ONE MAN BAND

Written By: Joshua Bradford Gray

How Floyd Kellogg became Nantucket’s resident music man.

Making it as a professional musician is difficult even in the best of times. Making it in the midst of a pandemic, with music venues shuttered indefinitely, sounds next to impossible. Yet local musician Floyd Kellogg has always been a bit of a rarity. A jack-of-all-trades music man, Kellogg switches from sound engineer, to multi-instrumentalist, to session player, to songwriter, to composer, to producer with the ease of an old bluesman picking through a solo. Indeed, Kellogg’s ability to improvise has enabled him to not only survive over the last year—but thrive.

Prior to the pandemic, Kellogg could be found playing in a half dozen bands around the island. One day, he’d be ripping electric guitar solos at the Rose & Crown for the rock band Buckle & Shake, the next he could be laying down reggae riffs with the Foggy Roots outfit at the brewery or hammering the bass at the Box with Lance Mountain. Off Nantucket, Kellogg toured with the nationally renowned band Andy Frasco and the U.N. All the while, between gigs, in the airports and on the road, Kellogg worked away on his laptop scoring soundtracks for a variety of films and television networks like Showtime and A&E.

“It’s always been about playing a better show, being better,” said Kellogg, who also serves as the studio engineer as well as music production and beat-making instructor at the Nantucket Community Music Center. “It’s shutting the door on the last thing you did and keep moving forward to the next one.”

The pandemic prompted Kellogg to spend more time creating and composing music for various film projects as well as performing in recording sessions for a variety of musical endeavors around the country. More locally, he collaborated with Nantucket-based artists recording their debut albums while also co-producing, recording and engineering the first season of The Dreamland’s high-definition, recorded music series Dreamland Live Sessions.

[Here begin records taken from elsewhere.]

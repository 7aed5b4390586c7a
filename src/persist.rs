// Project files: JSON on disk, with a fallback decode for files written by
// older builds (pre-id schema, fractional page counts, `name` for `title`).

use chrono::{NaiveDate, Utc};
use serde::Deserialize;
use uuid::Uuid;

use crate::model::{DayNight, Project, Scene, ShootDay};
use crate::AppError;

pub fn load_project(path: &str) -> Result<Project, AppError> {
    let content = std::fs::read_to_string(path)
        .map_err(|e| AppError::ProjectError(format!("{}: {}", path, e)))?;
    decode_project(&content).map_err(|e| AppError::ProjectError(format!("{}: {}", path, e)))
}

pub fn save_project(project: &Project, path: &str) -> Result<(), AppError> {
    let json = serde_json::to_string_pretty(project)
        .map_err(|e| AppError::ProjectError(e.to_string()))?;
    std::fs::write(path, json)?;
    Ok(())
}

/// Decode the current shape; on failure retry as the legacy shape. When
/// both fail, the current-shape error is the one reported.
pub fn decode_project(json: &str) -> Result<Project, serde_json::Error> {
    match serde_json::from_str::<Project>(json) {
        Ok(project) => Ok(project),
        Err(primary) => match serde_json::from_str::<LegacyProject>(json) {
            Ok(legacy) => Ok(legacy.into_project()),
            Err(_) => Err(primary),
        },
    }
}

/// File shape written before scenes carried ids: `name` instead of `title`,
/// fractional `pages` instead of integer eighths, day/night as a flag.
#[derive(Debug, Deserialize)]
struct LegacyProject {
    name: String,
    #[serde(default)]
    unscheduled: Vec<LegacyScene>,
    days: Vec<LegacyDay>,
}

#[derive(Debug, Deserialize)]
struct LegacyDay {
    date: NaiveDate,
    scenes: Vec<LegacyScene>,
}

#[derive(Debug, Deserialize)]
struct LegacyScene {
    title: String,
    #[serde(default)]
    pages: f64,
    #[serde(default)]
    minutes: u32,
    #[serde(default)]
    night: bool,
}

impl LegacyProject {
    fn into_project(self) -> Project {
        Project {
            title: self.name,
            created_at: Utc::now(),
            shift_on_range_change: true,
            unscheduled: self.unscheduled.into_iter().map(LegacyScene::into_scene).collect(),
            days: self
                .days
                .into_iter()
                .map(|day| ShootDay {
                    id: Uuid::new_v4(),
                    date: day.date,
                    scenes: day.scenes.into_iter().map(LegacyScene::into_scene).collect(),
                })
                .collect(),
        }
    }
}

impl LegacyScene {
    fn into_scene(self) -> Scene {
        Scene {
            id: Uuid::new_v4(),
            title: self.title,
            eighths: (self.pages * 8.0).round().max(0.0) as u32,
            estimated_minutes: self.minutes,
            day_night: if self.night { DayNight::Night } else { DayNight::Day },
        }
    }
}
pub mod attachment;
pub mod message;
pub mod user;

Part of Kellogg’s magic is his mastery of multiple instruments, from electric guitar, to drums, to his first love of the bass. He began playing bass at ten years old, which led to drum lessons and then forming a handful of bands in his hometown of Newtown, Connecticut. By fourteen, Kellogg was booking gigs all over New England, including in roadhouses and over-twenty-one clubs where his parents needed to chaperone him.

He joined the school band, discovered jazz and got his start in music theory. Manning the upright acoustic bass, Kellogg performed at such a high level that when it came time for college, he had his choice of top music schools like Oberlin and the Berklee College of Music in Boston. “I guess I was about as proficient as a high school kid could be,” he admitted, “but that’s all I ever wanted to do.”

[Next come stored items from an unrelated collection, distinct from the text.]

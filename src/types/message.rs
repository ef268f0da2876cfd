use serde::{Deserialize, Serialize};

use crate::types::attachment::{Audio, Document, PhotoSize, Video};

pub type UserId = i64;
pub type MessageId = i32;

/// Local submission state of an outgoing message.
#[derive(Debug, Clone, Copy, Default, PartialEq, Eq, Serialize, Deserialize)]
pub enum SendState {
    Sending,
    #[default]
    Sent,
    Failed,
}

/// A message as it arrives from the session layer, before classification.
#[derive(Debug, Clone, PartialEq, Serialize, Deserialize)]
pub struct RawMessage {
    pub id: MessageId,
    pub from_id: UserId,
    pub chat_id: i64,
    /// Unix seconds.
    pub date: i64,
    pub send_state: SendState,
    /// Local path of an outgoing attachment that has not finished
    /// uploading. Upload progress is keyed by this path, not by the
    /// remote cache name.
    pub attach_path: Option<String>,
    pub payload: MessagePayload,
}

#[derive(Debug, Clone, PartialEq, Serialize, Deserialize)]
pub enum MessagePayload {
    Plain { text: String, media: Media },
    Service(ServiceAction),
    /// Forwarded wrapper. A forward that carries no media renders as plain
    /// text of its caption.
    Forwarded { text: String, media: Media },
}

impl MessagePayload {
    pub fn media(&self) -> Option<&Media> {
        match self {
            MessagePayload::Plain { media, .. } | MessagePayload::Forwarded { media, .. } => {
                Some(media)
            }
            MessagePayload::Service(_) => None,
        }
    }
}

/// Media variant of a non-service message. `None` covers both an absent
/// media field and the explicit empty-media wire value.
#[derive(Debug, Clone, Default, PartialEq, Serialize, Deserialize)]
pub enum Media {
    #[default]
    None,
    Photo {
        sizes: Vec<PhotoSize>,
    },
    Video(Video),
    Geo {
        lat: f64,
        lon: f64,
    },
    Contact {
        user_id: UserId,
        first_name: String,
        last_name: String,
        phone: String,
    },
    Document(Document),
    Audio(Audio),
    /// A variant this client version does not understand.
    Unsupported,
}

/// Structural chat event carried by a service message.
#[derive(Debug, Clone, PartialEq, Serialize, Deserialize)]
pub enum ServiceAction {
    ChatCreate { title: String },
    ChatAddUser { user_id: UserId },
    ChatDeleteUser { user_id: UserId },
    ChatEditTitle { title: String },
    ChatEditPhoto { sizes: Vec<PhotoSize> },
    ChatDeletePhoto,
    /// Self-destruct timer change; `ttl` of zero disables the timer.
    TtlChange { ttl: i32 },
    LoginUnknownLocation { device: String, address: String },
    UserJoined,
    UserUpdatedPhoto,
    ScreenshotTaken,
}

He ultimately decided to stay close to home and attend the University of Connecticut where he studied classical percussion, jazz drumming and bass. During those four years, Kellogg’s raw talent congealed with a formal education in music. “I wouldn’t trade my schooling for anything,” he said. “Even though I’ve been in rock bands ever since, rock doesn’t come at music from a place of theory. Rock may be more visceral, but understanding music theory is a way of understanding and explaining a lot of what music actually is.”

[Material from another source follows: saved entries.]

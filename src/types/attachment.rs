use serde::{Deserialize, Serialize};

/// Remote storage coordinates of a photo size variant. Used both for the
/// actual fetch and for deriving the local cache file name.
#[derive(Debug, Clone, Copy, PartialEq, Eq, Serialize, Deserialize)]
pub struct FileLocation {
    pub volume_id: i64,
    pub local_id: i32,
}

#[derive(Debug, Clone, Copy, Default, PartialEq, Eq, Serialize, Deserialize)]
pub enum PhotoSizeKind {
    #[default]
    Normal,
    /// Low-quality preview carried inline with the message. The size
    /// selector treats these as placeholders and never settles on one when
    /// a real variant is available.
    Cached,
}

/// One size variant of a photo or thumbnail.
#[derive(Debug, Clone, Default, PartialEq, Serialize, Deserialize)]
pub struct PhotoSize {
    /// Absent for not-yet-uploaded or synthesized sizes; such a size cannot
    /// be named and therefore cannot be cached.
    pub location: Option<FileLocation>,
    pub width: i32,
    pub height: i32,
    pub byte_size: u32,
    pub kind: PhotoSizeKind,
}

#[derive(Debug, Clone, PartialEq, Serialize, Deserialize)]
pub struct Video {
    pub dc_id: i32,
    pub id: i64,
    pub byte_size: u32,
    /// Seconds.
    pub duration: i32,
    pub thumb: Option<PhotoSize>,
}

#[derive(Debug, Clone, PartialEq, Serialize, Deserialize)]
pub struct Audio {
    pub dc_id: i32,
    pub id: i64,
    pub byte_size: u32,
    pub duration: i32,
}

#[derive(Debug, Clone, PartialEq, Serialize, Deserialize)]
pub struct Document {
    pub dc_id: i32,
    pub id: i64,
    pub byte_size: u32,
    pub file_name: Option<String>,
    pub mime_type: Option<String>,
    pub thumb: Option<PhotoSize>,
}

/// Downloadable attachment descriptor, the unit the namer and the download
/// feed operate on.
#[derive(Debug, Clone, PartialEq, Serialize, Deserialize)]
pub enum Attachment {
    Photo(PhotoSize),
    Video(Video),
    Audio(Audio),
    Document(Document),
}

impl Attachment {
    pub fn byte_size(&self) -> u32 {
        match self {
            Attachment::Photo(p) => p.byte_size,
            Attachment::Video(v) => v.byte_size,
            Attachment::Audio(a) => a.byte_size,
            Attachment::Document(d) => d.byte_size,
        }
    }
}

With that solid foundation, Kellogg dove headlong into the rock scene with his first major band called Adios Pantalones. “We had tours, merch, a van, a bank account, the whole thing,” he recalled. “We got to play big festivals and it was our music, all based on our own ideas.” This was also how he discovered Nantucket, coming out during summers to play gigs at the Chicken Box. He quickly made friends on the island and met his fiancée, local designer Audrey Sterk, whom—perhaps not surprisingly—Kellogg later started a trio band with called You Scream, I Scream.

In the years since, Kellogg and Sterk have built a life together on Nantucket with their nine-year-old son Van (a rock’n’roll name if there ever was one). Much of his time is now spent in the recording booth of Nantucket Community Music Center mixing tracks or working with a wide variety of local and visiting musicians. While always looking for his next great project or memorable collaboration, Kellogg said his work with his students and local musicians is deeply fulfilling to his life as an artist. “Certain recording sessions can make your hair stand on end,” he said. “It can be rare when it happens, but it’s amazing when it does. To be able to create that feeling for myself and for other people, I think that’s where I find the passion for what I do.”